There was a band-stand in the space first reached by the promenaders, and there ought clearly to have been a band, but I was convinced that there was to be none by a brief colloquy between one of the cab-drivers (doubtless goaded to it by his fair freight) and the gentlest of Roman policemen, whose response was given in accents of hopeful compassion:
CABMAN: “Musica, no?” (No music?)
POLICEMAN: “Forse l' avremo oramai” (Perhaps we shall have it presently.)
We did not have it at all that Sunday, possibly because it was the day after the assassination of the King of Portugal, and the flags were at half-mast everywhere. So we went, such of us as liked, to the parapet overlooking the Piazza del Popolo, and commanding one of those prospects of Rome which are equally incomparable from every elevation. I, for my part, made the dizzying circuit of the brief drive on foot in the dark shadows of the roofing ilexes (if they are ilexes), and then strolled back and forth on the paths set thick with plinths bearing the heads of the innumerable national great—the poets, historians, artists, scientists, politicians, heroes—from the ancient Roman to the modern Italian times.

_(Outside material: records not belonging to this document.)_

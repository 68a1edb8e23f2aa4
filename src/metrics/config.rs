//! Runtime backend configuration

use serde::{Serialize, Deserialize};

/// Configuration for measured runs
#[derive(Clone, Debug, PartialEq, Serialize, Deserialize)]
#[serde(default)]
pub struct BenchmarkConfig {
    /// Number of timed runs
    pub iterations: usize,

    /// Untimed runs before measuring
    pub warmup_iterations: usize,
}

impl Default for BenchmarkConfig {
    fn default() -> Self {
        Self {
            iterations: 5,
            warmup_iterations: 1,
        }
    }
}

impl BenchmarkConfig {
    /// Create a new config with default values
    pub fn new() -> Self {
        Self::default()
    }

    /// Set number of timed runs
    pub fn iterations(mut self, n: usize) -> Self {
        self.iterations = n;
        self
    }

    /// Set number of warmup runs
    pub fn warmup(mut self, n: usize) -> Self {
        self.warmup_iterations = n;
        self
    }

    /// Quick preset (fast but noisy)
    pub fn quick() -> Self {
        Self {
            iterations: 2,
            warmup_iterations: 0,
        }
    }

    /// Thorough preset (slow but stable)
    pub fn thorough() -> Self {
        Self {
            iterations: 15,
            warmup_iterations: 3,
        }
    }
}

/// Parameters of the analytical cost model
#[derive(Clone, Debug, PartialEq, Serialize, Deserialize)]
#[serde(default)]
pub struct CostModelConfig {
    /// Scalar floating-point throughput (FLOP/s)
    pub peak_flops: f64,

    /// Memory bandwidth (bytes/s)
    pub bandwidth: f64,

    /// Bytes per tensor element
    pub element_bytes: f64,

    /// SIMD lanes available to vectorized loops
    pub vector_width: u64,

    /// Cost of one loop iteration's bookkeeping (s)
    pub loop_overhead: f64,

    /// Working-set growth per unit of squared reuse
    pub cache_pressure: f64,
}

impl Default for CostModelConfig {
    fn default() -> Self {
        Self {
            peak_flops: 1.0e10,
            bandwidth: 1.0e11,
            element_bytes: 4.0,
            vector_width: 8,
            loop_overhead: 1.0e-10,
            cache_pressure: 0.05,
        }
    }
}

impl CostModelConfig {
    /// Create a new config with default values
    pub fn new() -> Self {
        Self::default()
    }

    /// Set SIMD width
    pub fn vector_width(mut self, lanes: u64) -> Self {
        self.vector_width = lanes;
        self
    }

    /// Set memory bandwidth
    pub fn bandwidth(mut self, bytes_per_second: f64) -> Self {
        self.bandwidth = bytes_per_second;
        self
    }

    /// Set scalar throughput
    pub fn peak_flops(mut self, flops: f64) -> Self {
        self.peak_flops = flops;
        self
    }
}

#[cfg(test)]
mod tests {
    use super::*;

    #[test]
    fn test_config_from_json() {
        let config: BenchmarkConfig = serde_json::from_str(r#"{"iterations": 9}"#)
            .expect("Failed to parse config");
        assert_eq!(config.iterations, 9);
        assert_eq!(config.warmup_iterations, 1);

        let model: CostModelConfig = serde_json::from_str(r#"{"vector_width": 16}"#)
            .expect("Failed to parse config");
        assert_eq!(model.vector_width, 16);
        assert_eq!(model.element_bytes, 4.0);
    }
}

I particularly looked up the poets of the last hundred years, because I had written about them in one of my many forgotten books, till I fancied a growing consciousness in them at this encounter with an admirer; they, at least, seemed to remember my book. Then I went off to the cafe overlooking them in their different alleys, and had tea next a man who was taking lemon instead of milk in his. Here I was beset with an impassioned longing to know whether he was a Russian or American, since the English always take milk in their tea, but I could not ask, and when I had suffered my question as long as I could in his presence I escaped from it, if you can call it escaping, to the more poignant question of what it would be like to come, Sunday after Sunday, to the Pincio, in the life-long voluntary exile of some Americans I knew, who meant to spend the rest of their years under the spell of Rome. I thought, upon the whole, that it would be a dull, sad fate, for somehow we seem born in a certain country in order to die in it, and I went home, to come again other Sundays to the Pincio, but not all the Sundays I promised myself.

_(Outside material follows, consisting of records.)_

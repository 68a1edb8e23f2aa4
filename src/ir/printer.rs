//! Diagnostic rendering of loop trees.
//!
//! Output is one node per line, indented by nesting depth:
//!
//! ```text
//! for m in 64 [unroll]
//!   for k in 32 reuse=2
//!     C = muladd(A, B)
//! ```

use crate::ir::tree::{Annotation, LoopTree, NodeKind, NodeRef};

/// Pretty printer for loop trees.
pub struct TreePrinter<'t> {
    tree: &'t LoopTree,
    /// Output buffer
    buffer: String,
}

impl<'t> TreePrinter<'t> {
    /// Printer over `tree`.
    pub fn new(tree: &'t LoopTree) -> Self {
        Self {
            tree,
            buffer: String::new(),
        }
    }

    /// Take the output.
    pub fn take_output(self) -> String {
        self.buffer
    }

    /// Print every node; `suffix` may append text to a node's line.
    pub fn print_with<F>(&mut self, suffix: F)
    where
        F: Fn(NodeRef) -> String,
    {
        for r in self.tree.preorder() {
            self.print_node(r, &suffix);
        }
    }

    fn print_node<F>(&mut self, r: NodeRef, suffix: &F)
    where
        F: Fn(NodeRef) -> String,
    {
        let node = match self.tree.get(r) {
            Some(n) => n,
            None => return,
        };

        for _ in 0..self.tree.depth(r) {
            self.buffer.push_str("  ");
        }

        match &node.kind {
            NodeKind::Loop(l) => {
                self.buffer.push_str(&format!("for {} in {}", l.var, l.trip_count));
                self.write_annotation(l.annotation);
                if l.reuse > 0 {
                    self.buffer.push_str(&format!(" reuse={}", l.reuse));
                }
            }
            NodeKind::Leaf(leaf) => {
                let inputs: Vec<String> = leaf.inputs.iter()
                    .map(|&t| self.tree.tensor_name(t))
                    .collect();
                self.buffer.push_str(&format!(
                    "{} = {}({})",
                    self.tree.tensor_name(leaf.output),
                    leaf.op,
                    inputs.join(", ")
                ));
                self.write_annotation(leaf.annotation);
            }
        }

        let extra = suffix(r);
        if !extra.is_empty() {
            self.buffer.push(' ');
            self.buffer.push_str(&extra);
        }
        self.buffer.push('\n');
    }

    fn write_annotation(&mut self, annotation: Annotation) {
        if annotation != Annotation::None {
            self.buffer.push_str(&format!(" [{}]", annotation));
        }
    }
}

/// Render a tree without side annotations.
pub fn print_tree(tree: &LoopTree) -> String {
    print_tree_with(tree, |_| String::new())
}

/// Render a tree, appending `suffix(r)` to each node's line.
pub fn print_tree_with<F>(tree: &LoopTree, suffix: F) -> String
where
    F: Fn(NodeRef) -> String,
{
    let mut printer = TreePrinter::new(tree);
    printer.print_with(suffix);
    printer.take_output()
}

On one of these Sundays I found Roman boys playing an inscrutable game among the busts of their storied compatriots, a sort of “I spy” or “Hide and go whoop,” counting who should be “It” in an Italian version of “Oneary, ory, ickory, an,” and then scattering in every direction behind the plinths and bushes. They were not more molestive than boys always are in a world which ought to be left entirely to old people, and I could not see that they did any harm. But somebody must have done harm, for not only was a bust here and there scribbled over in pencil, but the bust of Machiavelli had its nose freshly broken off in a jagged fracture that was very hurting to look at. This may have been done by some mistaken moralist, who saw in the old republican adviser of princes that enemy of mankind which he was once reputed to be. At any rate, I will not attribute the mutilation to the boys of Rome, whom I saw at other times foregoing so many opportunities of mischief in the Villa Bor-ghese. One of them even refused money from me there when I misunderstood his application for matches and offered him some coppers. He put my tip aside with a dignified wave of his hand and a proud backward step; and, indeed, I ought to have seen from the flat, broad cap he wore that he was a school-boy of civil condition. The Romans are not nearly so dramatic as the Neapolitans or Venetians or even as the Tuscans; but once in the same pleasance I saw a controversy between school-boys which was carried on with an animation full of beauty and finish. They argued back and forth, not violently, but vividly, and one whom I admired most enforced his reasons with charming gesticulations, whirling from his opponents with quick turns of his body and many a renunciatory retirement, and then facing about and advancing again upon the unconvinced. I decided that his admirable drama had been studied from the histrionics of his mother in domestic scenes; and, if I had been one of those other boys, I should have come over to his side instantly.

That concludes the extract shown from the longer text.